Place: Team; PI; SS; QF; SF; Finals; Prize (%); Prize (USD)
1st: T1; 3–1; 3–2; 3–2; 3–0; 3–2; 20%; $1,000,000
2nd: KT Rolster; –; 3–0; 3–0; 3–1; 2–3; 16%; $800,000
3rd–4th: Gen.G; –; 3–1; 3–1; 1–3; 8%; $400,000
Top Esports: –; 3–2; 3–1; 0–3
5th–8th: Anyone's Legend; –; 3–0; 2–3; 6%; $300,000
Hanwha Life Esports: –; 3–1; 1–3
G2 Esports: –; 3–1; 1–3
CTBC Flying Oyster: –; 3–2; 0–3
9th–11th: Bilibili Gaming; –; 2–3; 3.5%; $175,000
FlyQuest: –; 2–3
Movistar KOI: –; 2–3
12th–14th: Secret Whales; –; 1–3; 2.5%; $125,000
100 Thieves: –; 1–3
Vivo Keyd Stars: –; 1–3
15th–16th: Fnatic; –; 0–3; 2.25%; $112,500
PSG Talon: –; 0–3
17th: Invictus Gaming; 1–3; 1.5%; $75,000

== Marketing ==
=== Official song ===
In its 11 August 2025 development update, Riot Games announced that the official anthem of the World Championship would be released on 10 October, four days before the start of the tournament.
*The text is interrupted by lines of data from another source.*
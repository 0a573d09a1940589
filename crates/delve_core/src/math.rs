//! # Math Primitives
//!
//! World-space vectors in pixels. Y grows downward, matching tile rows.

use std::ops::{Add, AddAssign, Mul, Sub};

use bytemuck::{Pod, Zeroable};

/// 2D vector in world pixels.
#[derive(Clone, Copy, Debug, Default, PartialEq, Pod, Zeroable)]
#[repr(C)]
pub struct Vec2 {
    /// X coordinate.
    pub x: f32,
    /// Y coordinate (down is positive).
    pub y: f32,
}

impl Vec2 {
    /// The zero vector.
    pub const ZERO: Self = Self { x: 0.0, y: 0.0 };

    /// Creates a new vector.
    #[inline]
    #[must_use]
    pub const fn new(x: f32, y: f32) -> Self {
        Self { x, y }
    }

    /// Dot product.
    #[inline]
    #[must_use]
    pub fn dot(self, other: Self) -> f32 {
        self.x * other.x + self.y * other.y
    }

    /// Euclidean length.
    #[inline]
    #[must_use]
    pub fn length(self) -> f32 {
        self.dot(self).sqrt()
    }

    /// Component-wise linear interpolation toward `other`.
    #[inline]
    #[must_use]
    pub fn lerp(self, other: Self, t: f32) -> Self {
        Self::new(lerp(self.x, other.x, t), lerp(self.y, other.y, t))
    }
}

impl Add for Vec2 {
    type Output = Self;

    #[inline]
    fn add(self, rhs: Self) -> Self {
        Self::new(self.x + rhs.x, self.y + rhs.y)
    }
}

impl AddAssign for Vec2 {
    #[inline]
    fn add_assign(&mut self, rhs: Self) {
        self.x += rhs.x;
        self.y += rhs.y;
    }
}

impl Sub for Vec2 {
    type Output = Self;

    #[inline]
    fn sub(self, rhs: Self) -> Self {
        Self::new(self.x - rhs.x, self.y - rhs.y)
    }
}

impl Mul<f32> for Vec2 {
    type Output = Self;

    #[inline]
    fn mul(self, rhs: f32) -> Self {
        Self::new(self.x * rhs, self.y * rhs)
    }
}

/// Linear interpolation between `a` and `b`.
#[inline]
#[must_use]
pub fn lerp(a: f32, b: f32, t: f32) -> f32 {
    a + (b - a) * t
}

#[cfg(test)]
mod tests {
    use super::*;

    #[test]
    fn test_vec2_ops() {
        let a = Vec2::new(3.0, 4.0);
        assert!((a.length() - 5.0).abs() < f32::EPSILON);
        assert_eq!(a + Vec2::new(1.0, -1.0), Vec2::new(4.0, 3.0));
        assert_eq!(a - a, Vec2::ZERO);
        assert_eq!(a * 2.0, Vec2::new(6.0, 8.0));
    }

    #[test]
    fn test_lerp_endpoints() {
        assert!((lerp(2.0, 10.0, 0.0) - 2.0).abs() < f32::EPSILON);
        assert!((lerp(2.0, 10.0, 1.0) - 10.0).abs() < f32::EPSILON);
        assert_eq!(Vec2::ZERO.lerp(Vec2::new(4.0, 8.0), 0.5), Vec2::new(2.0, 4.0));
    }

    #[test]
    fn test_vec2_layout() {
        assert_eq!(std::mem::size_of::<Vec2>(), 8);
        let v = [Vec2::new(1.0, 2.0)];
        let raw: &[f32] = bytemuck::cast_slice(&v);
        assert_eq!(raw, &[1.0, 2.0]);
    }
}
On 19 September, it was revealed that Chinese and Hong Kong singer-songwriter G.E.M. would be the singer of the song, and is expected to perform during the tournament final on 9 November. On 8 October, Riot announced that the anthem, later entitled "Sacrifice", would be delayed three days to 13 October, owing to cutting out FlyQuest's top laner Gabriël "Bwipo" Rau. Bwipo's removal came after he commented on a September livestream that female pros should not be playing competitively during menstruation. Riot said that Bwipo was planned to be the only player from the LTA region present in the Worlds anthem's video, and his removal from it was not related to his one-series suspension from FlyQuest during the LTA playoffs. It would turn out that the Americas region was still represented in the video, with a shot of retired professional player Marcus "Dyrus" Hill of the United States, who played in the then-North American LCS (now known as the League Championship Series) for Team SoloMid from 2012 to 2015 and in four editions of the World Championship from 2011 to 2015.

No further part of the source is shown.